Tetrick, meanwhile, did not set up Hampton Creek Foods “just to sell products to vegans in Northern California​”, he told us in a recent interview.

Josh-Tetrick-Hampton-Creek-Picture-Cody Pickens
Hampton Creek Foods CEO Josh Tetrick, a Fulbright Scholar and former college football player, co-founded Hampton Creek in 2011 after spending seven years working in Sub-Saharan Africa with the President of Liberia and the United Nations, among other initiatives.

The firm's mission is simple, said Oliveira: Hampton Creek will make plant-based egg replacers so effective and affordable that they will be adopted by the biggest guns in food in everything from salad dressings to cookies, mayo, muffins and pound cakes.

As for producing its ingredients (each is customized according to the application), Hampton Creek is working with three different manufacturers in Southern California, Tennessee, and Seattle, but it is also exploring is also exploring setting up its own facility, she said.

"We're scaling up fast. We can't disclose the names of the potential customers we're working with but most are still at the R&D stage, so it's too early to say when the first products using them will go to market."

We’re not obsessed with eggs, we’re obsessed with coagulation, emulsification, aeration…

The secret to Hampton Creek's success, says Tetrick - who recruited former Unilever Food Solutions global R&D director Johan Boot to his team in 2012 - has been the systematic analysis of hundreds of varieties of plants to identify those that can replicate the function of egg in any given application.

"We have a laser-like focus on functionality.
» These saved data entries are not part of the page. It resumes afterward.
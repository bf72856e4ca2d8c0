//! Generating-function route from a Huang-Rhys spectrum to the luminescence lineshape.
//!
//! Each stage is a pure function of the previous stage's output:
//! `S(E)` → `S(t)` → `G(t)` → `A(E)` → `L(E)`. Energies are in meV and the
//! internal time unit is meV⁻¹ (ħ = 1), with femtoseconds reported alongside.

use num_complex::Complex64;
use tracing::debug;

use super::config::{BroadeningConfig, EmissionWindow, SpectrumConfig};
use super::error::EngineError;
use super::huang_rhys::HuangRhysSpectrum;
use crate::core::math::fourier::continuous_fourier_transform;
use crate::core::math::grid::uniform_grid;
use crate::core::math::integrate::{Spacing, trapezoid};
use crate::core::math::units::{TimeDirection, scale_time};

/// Broadened phonon spectral function `S(E)`.
#[derive(Debug, Clone, PartialEq)]
pub struct SpectralFunction {
    pub energies_mev: Vec<f64>,
    pub values: Vec<f64>,
}

impl SpectralFunction {
    /// `(E, S(E))` at the largest value, or `None` for an empty grid.
    pub fn peak(&self) -> Option<(f64, f64)> {
        self.energies_mev
            .iter()
            .copied()
            .zip(self.values.iter().copied())
            .max_by(|a, b| a.1.total_cmp(&b.1))
    }
}

#[derive(Debug, Clone, PartialEq)]
pub struct TimeDomainSpectralFunction {
    pub times_inv_mev: Vec<f64>,
    pub times_fs: Vec<f64>,
    /// Fourier transform of the broadened `S(E)`.
    pub approximate: Vec<Complex64>,
    /// `Σ S_k exp(−i E_k t)` evaluated directly from the discrete spectrum.
    pub exact: Vec<Complex64>,
}

/// Optical spectral function `A(E)`.
#[derive(Debug, Clone, PartialEq)]
pub struct OpticalSpectrum {
    pub energies_mev: Vec<f64>,
    pub values: Vec<Complex64>,
}

/// Normalized luminescence lineshape `L(E)` restricted to the emission window.
#[derive(Debug, Clone, PartialEq)]
pub struct Luminescence {
    pub energies_mev: Vec<f64>,
    pub values: Vec<Complex64>,
}

impl Luminescence {
    pub fn intensities(&self) -> Vec<f64> {
        self.values.iter().map(|v| v.norm()).collect()
    }

    /// `(E, |L(E)|)` at the largest magnitude.
    pub fn peak(&self) -> Option<(f64, f64)> {
        self.energies_mev
            .iter()
            .zip(&self.values)
            .map(|(&e, v)| (e, v.norm()))
            .max_by(|a, b| a.1.total_cmp(&b.1))
    }
}

/// Uniform energy grid `[0, E_max)` whose spacing resolves `t_max`.
///
/// `E_max` is `energy_max_factor · ZPL`, or the fallback bound when the zero-phonon
/// line is exactly zero.
pub fn energy_grid(config: &SpectrumConfig) -> Result<Vec<f64>, EngineError> {
    let e_max = if config.zpl == 0.0 {
        config.energy_grid.fallback_max
    } else {
        config.energy_grid.max_factor * config.zpl
    };
    let t_max = scale_time(config.t_max_fs, TimeDirection::FemtosecondsToInverseMev);
    let grid = uniform_grid(0.0, e_max, t_max)?;
    debug!(
        "Energy grid: {} points on [0, {:.1}) meV (t_max = {:.4} meV^-1).",
        grid.len(),
        e_max,
        t_max
    );
    Ok(grid)
}

/// `S(E) = Σ_k S_k K(E, E_k, σ)`.
pub fn phonon_spectral_function(
    hr: &HuangRhysSpectrum,
    energies: &[f64],
    broadening: &BroadeningConfig,
) -> SpectralFunction {
    let BroadeningConfig { kernel, sigma } = *broadening;
    let values = energies
        .iter()
        .map(|&e| {
            hr.modes()
                .map(|(e_k, s_k)| s_k * kernel.evaluate(e, e_k, sigma))
                .sum::<f64>()
        })
        .collect();
    SpectralFunction {
        energies_mev: energies.to_vec(),
        values,
    }
}

pub fn time_domain_spectral_function(
    hr: &HuangRhysSpectrum,
    s_e: &SpectralFunction,
) -> Result<TimeDomainSpectralFunction, EngineError> {
    EngineError::check_len(
        "phonon spectral function",
        s_e.energies_mev.len(),
        s_e.values.len(),
    )?;
    let samples: Vec<Complex64> = s_e.values.iter().map(|&v| Complex64::new(v, 0.0)).collect();
    let (times, approximate) = continuous_fourier_transform(&s_e.energies_mev, &samples)?;

    let exact = times
        .iter()
        .map(|&t| {
            hr.modes()
                .map(|(e_k, s_k)| Complex64::from_polar(s_k, -e_k * t))
                .sum::<Complex64>()
        })
        .collect();
    let times_fs = times
        .iter()
        .map(|&t| scale_time(t, TimeDirection::InverseMevToFemtoseconds))
        .collect();

    Ok(TimeDomainSpectralFunction {
        times_inv_mev: times,
        times_fs,
        approximate,
        exact,
    })
}

/// `G(t) = exp(S(t) − S)` where `S` is the total Huang-Rhys factor.
pub fn generating_function(total: f64, s_t: &[Complex64]) -> Vec<Complex64> {
    s_t.iter().map(|&s| (s - total).exp()).collect()
}

/// `A(E)`: Fourier transform of `G(t) exp(i ZPL t) exp(−γ|t|)`, divided by the number
/// of time samples.
pub fn optical_spectral_function(
    g: &[Complex64],
    times: &[f64],
    zpl: f64,
    gamma: f64,
) -> Result<OpticalSpectrum, EngineError> {
    EngineError::check_len("generating function", times.len(), g.len())?;
    let damped: Vec<Complex64> = g
        .iter()
        .zip(times)
        .map(|(&g, &t)| g * Complex64::from_polar((-gamma * t.abs()).exp(), zpl * t))
        .collect();
    let (energies, values) = continuous_fourier_transform(times, &damped)?;
    let n = times.len() as f64;
    Ok(OpticalSpectrum {
        energies_mev: energies,
        values: values.into_iter().map(|v| v / n).collect(),
    })
}

/// Keeps `A(E)` inside the emission window, weights it by `E³` and normalizes the
/// result to unit trapezoidal integral.
///
/// # Errors
///
/// - [`EngineError::DegenerateWindow`] if fewer than two energies fall in the window.
/// - [`EngineError::DegenerateNormalization`] if the weighted integral is not finite or
///   vanishes to rounding.
pub fn luminescence(
    optical: &OpticalSpectrum,
    zpl: f64,
    window: &EmissionWindow,
) -> Result<Luminescence, EngineError> {
    EngineError::check_len(
        "optical spectrum",
        optical.energies_mev.len(),
        optical.values.len(),
    )?;
    let (low, high) = window.bounds(zpl);
    let (energies, weighted): (Vec<f64>, Vec<Complex64>) = optical
        .energies_mev
        .iter()
        .zip(&optical.values)
        .filter(|&(&e, _)| e >= low && e <= high)
        .map(|(&e, &a)| (e, a * e.powi(3)))
        .unzip();

    if energies.len() < 2 {
        return Err(EngineError::DegenerateWindow {
            points: energies.len(),
            low,
            high,
        });
    }

    let integral = trapezoid(&weighted, &energies, Spacing::Uniform)?;
    let span = energies[energies.len() - 1] - energies[0];
    if is_negligible(integral, &weighted, span) {
        return Err(EngineError::DegenerateNormalization(integral));
    }
    debug!(
        "Emission window [{:.1}, {:.1}] meV: {} points, integral {}.",
        low,
        high,
        energies.len(),
        integral
    );

    Ok(Luminescence {
        energies_mev: energies,
        values: weighted.into_iter().map(|v| v / integral).collect(),
    })
}

/// True when `integral` is not finite or lies within rounding of zero, given the
/// largest integrand magnitude over an interval of width `span`.
fn is_negligible(integral: Complex64, integrand: &[Complex64], span: f64) -> bool {
    let scale = integrand.iter().map(|v| v.norm()).fold(0.0, f64::max) * span;
    !integral.is_finite() || integral.norm() <= f64::EPSILON * scale
}
pub mod spectrum;
pub mod sweep;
We’re not obsessed with eggs, we’re obsessed with coagulation, emulsification or aeration."

So some products have just one ingredient - notably an undisclosed ‘bean’ native to Asia that coagulates with heat and can make a perfect scrambled egg (minus the egg) , while others may have a combination of plant proteins, starches and gums.

 “The ingredients will be recognizable, peas, beans, sorghum and some others.We’ve been exploring more than 1,500 ingredients, and found 11 that are really powerful, but they are sub-species of sub-species that when processed in a particular way have the functionality we want.
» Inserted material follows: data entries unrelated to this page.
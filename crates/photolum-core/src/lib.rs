//! # photolum
//!
//! Photoluminescence lineshapes of point defects from first-principles inputs, using the
//! generating-function approach for a multi-mode displaced harmonic oscillator.
//!
//! Given the relaxed ground- and excited-state structures (POSCAR/CONTCAR) and the
//! ground-state Γ-point phonons (phonopy `band.yaml`), the library computes partial
//! Huang-Rhys factors, the phonon spectral function `S(E)`, its time-domain counterpart
//! `S(t)`, the generating function `G(t)`, the optical spectral function `A(E)` and the
//! normalized luminescence `L(E)`.
//!
//! ## Layers
//!
//! - **[`core`]** - data models, file loaders and numerical utilities (grids,
//!   continuous Fourier transforms, quadrature, broadening kernels, units).
//! - **[`engine`]** - the Huang-Rhys calculation and the spectral pipeline, each stage
//!   a pure function, plus run configuration and progress reporting.
//! - **[`workflows`]** - end-to-end entry points such as [`workflows::emission::run`].

pub mod core;
pub mod engine;
pub mod workflows;
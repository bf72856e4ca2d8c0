use photolum::engine::config::SpectrumConfig;
use photolum::workflows::emission::InputPaths;
use std::collections::HashSet;
use std::path::PathBuf;

#[derive(Debug, Clone)]
pub struct AppConfig {
    pub inputs: InputPaths,
    pub output_dir: PathBuf,
    pub spectrum: SpectrumConfig,
}

/// A base configuration plus the ZPL and damping values to combine with it.
#[derive(Debug, Clone)]
pub struct SweepConfig {
    pub base: AppConfig,
    pub zpls: Vec<f64>,
    pub gammas: Vec<f64>,
}

impl SweepConfig {
    /// Every distinct `(zpl, gamma)` pair, ZPL-major, in first-seen order.
    ///
    /// Each pair owns one output directory, so repeated values are dropped.
    pub fn parameter_sets(&self) -> Vec<(f64, f64)> {
        let mut seen = HashSet::new();
        self.zpls
            .iter()
            .flat_map(|&zpl| self.gammas.iter().map(move |&gamma| (zpl, gamma)))
            .filter(|&(zpl, gamma)| seen.insert((zpl.to_bits(), gamma.to_bits())))
            .collect()
    }
}

#[cfg(test)]
mod tests {
    use super::*;

    fn sweep(zpls: &[f64], gammas: &[f64]) -> SweepConfig {
        SweepConfig {
            base: AppConfig {
                inputs: InputPaths::default(),
                output_dir: PathBuf::from("out"),
                spectrum: photolum::engine::config::SpectrumConfigBuilder::new()
                    .zpl(1945.0)
                    .gamma(4.0)
                    .t_max_fs(2000.0)
                    .build()
                    .unwrap(),
            },
            zpls: zpls.to_vec(),
            gammas: gammas.to_vec(),
        }
    }

    #[test]
    fn parameter_sets_are_zpl_major() {
        assert_eq!(
            sweep(&[1900.0, 1950.0], &[2.0, 4.0]).parameter_sets(),
            vec![(1900.0, 2.0), (1900.0, 4.0), (1950.0, 2.0), (1950.0, 4.0)]
        );
    }

    #[test]
    fn repeated_values_yield_each_pair_once() {
        assert_eq!(
            sweep(&[1945.0, 1900.0, 1945.0], &[4.0, 4.0]).parameter_sets(),
            vec![(1945.0, 4.0), (1900.0, 4.0)]
        );
    }
}
//! Provides readers for the precomputed inputs of the photoluminescence calculation.
//!
//! Geometries of the ground and excited states come from VASP POSCAR/CONTCAR files,
//! Gamma-point phonons from phonopy `band.yaml` files. Both readers implement the
//! [`traits::InputFile`] trait.

pub mod band_yaml;
pub mod poscar;
pub mod traits;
“Take green peas. There are so many varieties and each has a radically different impact on the end product, but we’ve identified one type that is unbelievably functional and a species of sorghum that works in a very particular way.”

We’ve been exploring more than 1,500 ingredients, and found 11 that are really powerful

Just-Mayo
The company's first retail product, Just Mayo, is now available at Whole Foods Market

The R&D approach has been systematic, he added: “We looked at the molecular weight of these different plant proteins and processed them using heat and pressure to get the functionality we wanted.”

And while the PR buzz is about the firm’s retail products such as ‘Just Mayo’ (a yellow pea-based mayo alternative in a jar already available nationwide in Whole Foods and launching nationally at other chains shortly), ‘Eat the Dough’ (a sorghum-based refrigerated cookie dough launching next month) and ‘Just Scrambled’ (like Egg Beaters - minus the egg - launching in the fall), Tetrick’s primary goal is targeting industrial users of egg.

“Our product is cheaper than egg, and just as good, if not better at replicating its functionality. Ultimately I want it to be 40-50% cheaper and my customers to be in rural China, Nigeria and Birmingham Alabama as well as New York City and San Francisco.”

Josh Tetrick, who has nothing against eggs per se, but believes that industrialized egg production is cruel and environmentally unsustainable, was one of six CEOs who participated in FoodNavigator-USA's recent business leaders round table debate.